Go through the records and show each line where the word "SetFocus" occurs.

Saved data entries:
=======
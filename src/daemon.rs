use crate::ipc::{IpcCommand, IpcResponse};
use crate::overlay::{Overlay, OverlayInput, OverlayState};
use crate::socket_server::IpcRequest;
use crate::window_system::{WindowHandle, WindowSystem};
use tokio::sync::mpsc;
use tracing::{debug, info, warn};

pub struct Daemon<S: WindowSystem> {
    overlay: Overlay<S>,
}

impl<S: WindowSystem> Daemon<S> {
    pub fn new(overlay: Overlay<S>) -> Self {
        Daemon { overlay }
    }

    /// Main event loop
    ///
    /// Runs until a shutdown request, SIGINT or SIGTERM arrives, or every
    /// source closes, then hides the overlay and saves the order.
    pub async fn run(
        self,
        ipc_rx: mpsc::UnboundedReceiver<IpcRequest>,
        focus_rx: mpsc::UnboundedReceiver<WindowHandle>,
    ) {
        self.run_until(ipc_rx, focus_rx, termination_signal()).await;
    }

    /// Event loop that also stops once `stop` completes
    pub async fn run_until(
        mut self,
        mut ipc_rx: mpsc::UnboundedReceiver<IpcRequest>,
        mut focus_rx: mpsc::UnboundedReceiver<WindowHandle>,
        stop: impl Future<Output = ()>,
    ) {
        info!("Starting daemon event loop");
        tokio::pin!(stop);

        let mut ipc_open = true;
        let mut focus_open = true;

        loop {
            tokio::select! {
                request = ipc_rx.recv(), if ipc_open => match request {
                    Some(request) => {
                        if !self.handle_request(request) {
                            info!("Shutdown requested");
                            break;
                        }
                    }
                    None => ipc_open = false,
                },
                focused = focus_rx.recv(), if focus_open => match focused {
                    Some(focused) => self.handle_focus_change(focused),
                    None => focus_open = false,
                },
                () = &mut stop => {
                    info!("Termination signal received");
                    break;
                }
            }

            if !ipc_open && !focus_open {
                info!("All channels closed, shutting down");
                break;
            }
        }

        self.overlay.shutdown();
    }

    /// Returns `false` once the daemon should stop
    fn handle_request(&mut self, request: IpcRequest) -> bool {
        let IpcRequest { command, responder } = request;
        debug!("IPC command: {:?}, State: {:?}", command, self.overlay.state());

        let (response, keep_running) = match command {
            IpcCommand::Status => (IpcResponse::Status(self.overlay.status()), true),
            IpcCommand::Shutdown => (IpcResponse::Ok, false),
            other => {
                if let Some(input) = other.to_input() {
                    self.overlay.handle_input(input);
                }
                (IpcResponse::Ok, true)
            }
        };

        if responder.send(response).is_err() {
            warn!("IPC client went away before the reply");
        }
        keep_running
    }

    fn handle_focus_change(&mut self, focused: WindowHandle) {
        if self.overlay.state() == OverlayState::Shown {
            debug!("Window {} took focus while the overlay was shown", focused);
            self.overlay.handle_input(OverlayInput::FocusLost);
        }
    }
}

/// Completes on Ctrl+C, or on SIGTERM where signals exist
async fn termination_signal() {
    let ctrl_c = async {
        if let Err(e) = tokio::signal::ctrl_c().await {
            warn!("Failed to listen for Ctrl+C: {}", e);
            std::future::pending::<()>().await;
        }
    };

    #[cfg(unix)]
    let terminate = async {
        use tokio::signal::unix::{SignalKind, signal};

        match signal(SignalKind::terminate()) {
            Ok(mut sigterm) => {
                sigterm.recv().await;
            }
            Err(e) => {
                warn!("Failed to listen for SIGTERM: {}", e);
                std::future::pending::<()>().await;
            }
        }
    };

    #[cfg(not(unix))]
    let terminate = std::future::pending::<()>();

    tokio::select! {
        () = ctrl_c => {}
        () = terminate => {}
    }
}
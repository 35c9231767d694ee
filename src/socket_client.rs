use crate::ipc::{IpcCommand, IpcResponse};
use anyhow::{Context, Result};
use std::io::{BufRead, BufReader, Read, Write};

/// Send a command to the daemon and get the response
#[cfg(unix)]
pub fn send_command(command: IpcCommand) -> Result<IpcResponse> {
    use crate::ipc::get_socket_path;
    use std::os::unix::net::UnixStream;
    use std::time::Duration;

    let socket_path = get_socket_path()?;

    let stream = UnixStream::connect(&socket_path).with_context(|| {
        format!(
            "Failed to connect to daemon at {}. Is the daemon running?",
            socket_path.display()
        )
    })?;

    // Set timeouts
    stream.set_read_timeout(Some(Duration::from_secs(5)))?;
    stream.set_write_timeout(Some(Duration::from_secs(5)))?;

    exchange(stream, command)
}

/// Send a command to the daemon and get the response
#[cfg(windows)]
pub fn send_command(command: IpcCommand) -> Result<IpcResponse> {
    use crate::ipc::PIPE_NAME;
    use std::fs::OpenOptions;

    let pipe = OpenOptions::new()
        .read(true)
        .write(true)
        .open(PIPE_NAME)
        .with_context(|| {
            format!("Failed to connect to daemon at {}. Is the daemon running?", PIPE_NAME)
        })?;

    exchange(pipe, command)
}

/// Write one command line, read one JSON response line
fn exchange<S: Read + Write>(mut stream: S, command: IpcCommand) -> Result<IpcResponse> {
    // Send command as simple string
    writeln!(stream, "{}", command)?;
    stream.flush()?;

    // Read response
    let mut reader = BufReader::new(stream);
    let mut response_line = String::new();
    reader.read_line(&mut response_line)?;

    let response: IpcResponse =
        serde_json::from_str(&response_line).context("Failed to parse daemon response")?;

    Ok(response)
}

/// Send command and print result, exit with appropriate code
pub fn send_command_and_exit(command: IpcCommand) -> ! {
    match send_command(command) {
        Ok(IpcResponse::Ok) => {
            std::process::exit(0);
        }
        Ok(IpcResponse::Status(status)) => {
            println!("Daemon Status:");
            println!("  State: {:?}", status.state);
            println!("  Window count: {}", status.window_count);
            if let Some(idx) = status.selected_index {
                println!("  Selected index: {}", idx);
            }
            for row in &status.rows {
                println!("  {} {}", row.highlight.marker(), row);
            }
            std::process::exit(0);
        }
        Ok(IpcResponse::Error(e)) => {
            eprintln!("Error: {}", e);
            std::process::exit(1);
        }
        Err(e) => {
            eprintln!("Error: {:#}", e);
            std::process::exit(1);
        }
    }
}
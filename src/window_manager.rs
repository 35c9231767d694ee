use anyhow::Result;
use std::collections::{HashMap, HashSet};
use tracing::{debug, info, warn};

use crate::classifier::{ClassifierRules, ClassifyContext, Verdict};
use crate::focus;
use crate::order_store::PersistedOrder;
use crate::window_list::{OrderedWindowList, WindowEntry};
use crate::window_system::{WindowHandle, WindowSystem};

/// Owns the window list and keeps it in step with the desktop.
pub struct WindowManager<S: WindowSystem> {
    system: S,
    rules: ClassifierRules,
    list: OrderedWindowList,
}

impl<S: WindowSystem> WindowManager<S> {
    pub fn new(system: S, rules: ClassifierRules) -> Self {
        WindowManager {
            system,
            rules,
            list: OrderedWindowList::new(),
        }
    }

    pub fn list(&self) -> &OrderedWindowList {
        &self.list
    }

    pub fn list_mut(&mut self) -> &mut OrderedWindowList {
        &mut self.list
    }

    pub fn system_mut(&mut self) -> &mut S {
        &mut self.system
    }

    fn context(&self) -> ClassifyContext {
        ClassifyContext {
            overlay: self.system.overlay_window(),
            desktop: self.system.desktop_window(),
        }
    }

    /// Classify a single window from freshly read attributes.
    fn classify(&mut self, handle: WindowHandle, context: &ClassifyContext) -> Option<WindowEntry> {
        let attrs = self.system.attributes(handle)?;
        let verdict = self.rules.classify(handle, &attrs, context);
        debug!("Window {} {:?} ({}): {:?}", handle, attrs.title, attrs.class_name, verdict);

        if let Verdict::Exclude(_) = verdict {
            return None;
        }
        Some(WindowEntry {
            handle,
            title: attrs.title,
            class_name: attrs.class_name,
        })
    }

    /// Enumerate the desktop and keep the windows that classify as
    /// applications, in enumeration order.
    ///
    /// If the snapshot cannot grow, the windows collected so far are
    /// returned.
    pub fn enumerate(&mut self) -> Result<Vec<WindowEntry>> {
        let handles = self.system.top_level_windows()?;
        let context = self.context();

        let mut snapshot = Vec::new();
        for handle in handles {
            let Some(entry) = self.classify(handle, &context) else {
                continue;
            };
            if !push_or_truncate(&mut snapshot, entry) {
                warn!("Out of memory while enumerating, keeping {} windows", snapshot.len());
                break;
            }
        }

        Ok(snapshot)
    }

    /// Re-enumerate the desktop and merge the result into the list,
    /// preserving the user's order.
    pub fn refresh(&mut self) -> Result<()> {
        let live = self.enumerate()?;
        let live_count = live.len();

        let system = &mut self.system;
        let merged = reconcile(&self.list, live, |handle| system.is_window(handle));
        self.list.replace(merged);

        debug!(
            "Refreshed to {} windows ({} enumerated, order preserved)",
            self.list.len(),
            live_count
        );
        Ok(())
    }

    /// Seed the list from a saved order before any live enumeration.
    ///
    /// Every saved handle is re-validated: it must still be a live window
    /// and still classify as an application. Returns how many entries were
    /// accepted.
    pub fn seed(&mut self, persisted: PersistedOrder) -> usize {
        let context = self.context();
        let mut entries = Vec::with_capacity(persisted.len());
        let mut seen = HashSet::new();

        for saved in persisted.entries {
            if !self.system.is_window(saved.handle) {
                debug!("Saved window {} ({:?}) no longer exists", saved.handle, saved.title);
                continue;
            }
            let Some(live) = self.classify(saved.handle, &context) else {
                debug!("Saved window {} ({:?}) is no longer an application", saved.handle, saved.title);
                continue;
            };
            if !seen.insert(saved.handle) {
                continue;
            }
            entries.push(WindowEntry {
                handle: saved.handle,
                title: saved.title,
                class_name: live.class_name,
            });
        }

        let loaded_count = entries.len();
        if loaded_count > 0 {
            self.list.replace(entries);
        }
        info!("Restored {} windows from saved order", loaded_count);
        loaded_count
    }

    /// Hand focus to the selected window.
    pub fn focus_selected(&mut self) -> bool {
        match self.list.current_selection() {
            Some(entry) => focus::focus_window(&mut self.system, entry),
            None => false,
        }
    }
}

/// Push without aborting on allocation failure; `false` means the entry was
/// not stored.
fn push_or_truncate(entries: &mut Vec<WindowEntry>, entry: WindowEntry) -> bool {
    if entries.try_reserve(1).is_err() {
        return false;
    }
    entries.push(entry);
    true
}
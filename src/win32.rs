use anyhow::{Context, Result};
use windows::Win32::Foundation::{BOOL, HWND, LPARAM, RECT, TRUE};
use windows::Win32::UI::Input::KeyboardAndMouse::SetFocus;
use windows::Win32::UI::WindowsAndMessaging::{
    EnumWindows, GWL_EXSTYLE, GWL_STYLE, GetClassNameW, GetDesktopWindow, GetForegroundWindow,
    GetParent, GetWindowLongW, GetWindowRect, GetWindowTextLengthW, GetWindowTextW, IsIconic,
    IsWindow, IsWindowVisible, SW_RESTORE, SetForegroundWindow, ShowWindow,
};

use crate::window_system::{
    ExtendedStyle, Rect, WindowAttributes, WindowHandle, WindowStyle, WindowSystem,
};

/// Longest class name Win32 will report
const MAX_CLASS_NAME: usize = 256;

fn hwnd(handle: WindowHandle) -> HWND {
    HWND(handle.0 as *mut core::ffi::c_void)
}

fn handle(hwnd: HWND) -> WindowHandle {
    WindowHandle(hwnd.0 as usize)
}

pub struct Win32WindowSystem {
    /// The overlay's own window, when a renderer has one
    overlay: Option<WindowHandle>,
}

impl Win32WindowSystem {
    pub fn new(overlay: Option<WindowHandle>) -> Self {
        Win32WindowSystem { overlay }
    }
}

unsafe extern "system" fn collect_window(hwnd: HWND, lparam: LPARAM) -> BOOL {
    // SAFETY: lparam carries the &mut Vec passed by top_level_windows, which
    // outlives the EnumWindows call
    let handles = unsafe { &mut *(lparam.0 as *mut Vec<WindowHandle>) };
    handles.push(handle(hwnd));
    TRUE
}

fn window_text(hwnd: HWND) -> String {
    // Titles have no fixed upper bound, so size the buffer per window
    let len = unsafe { GetWindowTextLengthW(hwnd) };
    if len <= 0 {
        return String::new();
    }
    let mut buffer = vec![0u16; len as usize + 1];
    let copied = unsafe { GetWindowTextW(hwnd, &mut buffer) };
    String::from_utf16_lossy(&buffer[..copied.max(0) as usize])
}

fn class_name(hwnd: HWND) -> String {
    let mut buffer = [0u16; MAX_CLASS_NAME];
    let copied = unsafe { GetClassNameW(hwnd, &mut buffer) };
    String::from_utf16_lossy(&buffer[..copied.max(0) as usize])
}

fn window_rect(hwnd: HWND) -> Option<Rect> {
    let mut rect = RECT::default();
    unsafe { GetWindowRect(hwnd, &mut rect) }.ok()?;
    Some(Rect {
        left: rect.left,
        top: rect.top,
        right: rect.right,
        bottom: rect.bottom,
    })
}

impl WindowSystem for Win32WindowSystem {
    fn top_level_windows(&mut self) -> Result<Vec<WindowHandle>> {
        let mut handles: Vec<WindowHandle> = Vec::new();
        unsafe {
            EnumWindows(
                Some(collect_window),
                LPARAM(&mut handles as *mut Vec<WindowHandle> as isize),
            )
        }
        .context("EnumWindows failed")?;
        Ok(handles)
    }

    fn attributes(&mut self, handle: WindowHandle) -> Option<WindowAttributes> {
        let hwnd = hwnd(handle);
        if !unsafe { IsWindow(hwnd) }.as_bool() {
            return None;
        }

        let style = unsafe { GetWindowLongW(hwnd, GWL_STYLE) } as u32;
        let ex_style = unsafe { GetWindowLongW(hwnd, GWL_EXSTYLE) } as u32;
        let parent = unsafe { GetParent(hwnd) }
            .ok()
            .filter(|p| !p.0.is_null())
            .map(self::handle);

        Some(WindowAttributes {
            visible: unsafe { IsWindowVisible(hwnd) }.as_bool(),
            title: window_text(hwnd),
            class_name: class_name(hwnd),
            style: WindowStyle::from_bits_retain(style),
            ex_style: ExtendedStyle::from_bits_retain(ex_style),
            rect: window_rect(hwnd),
            parent,
        })
    }

    fn is_window(&mut self, handle: WindowHandle) -> bool {
        unsafe { IsWindow(hwnd(handle)) }.as_bool()
    }

    fn foreground_window(&mut self) -> Option<WindowHandle> {
        let hwnd = unsafe { GetForegroundWindow() };
        (!hwnd.0.is_null()).then(|| self::handle(hwnd))
    }

    fn desktop_window(&self) -> Option<WindowHandle> {
        Some(handle(unsafe { GetDesktopWindow() }))
    }

    fn overlay_window(&self) -> Option<WindowHandle> {
        self.overlay
    }

    fn is_minimized(&mut self, handle: WindowHandle) -> bool {
        unsafe { IsIconic(hwnd(handle)) }.as_bool()
    }

    fn restore(&mut self, handle: WindowHandle) -> Result<()> {
        // The return value is the previous visibility, not success
        let _ = unsafe { ShowWindow(hwnd(handle), SW_RESTORE) };
        Ok(())
    }

    fn activate(&mut self, handle: WindowHandle) -> Result<()> {
        let hwnd = hwnd(handle);
        if !unsafe { SetForegroundWindow(hwnd) }.as_bool() {
            anyhow::bail!("SetForegroundWindow refused window {}", handle);
        }
        // Focus can only move within our own thread's input queue; failure
        // here is expected for other processes' windows
        let _ = unsafe { SetFocus(hwnd) };
        Ok(())
    }
}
=======
> _Response area_:
use windows::Win32::UI::Input::KeyboardAndMouse::SetFocus;
        let _ = unsafe { SetFocus(hwnd) };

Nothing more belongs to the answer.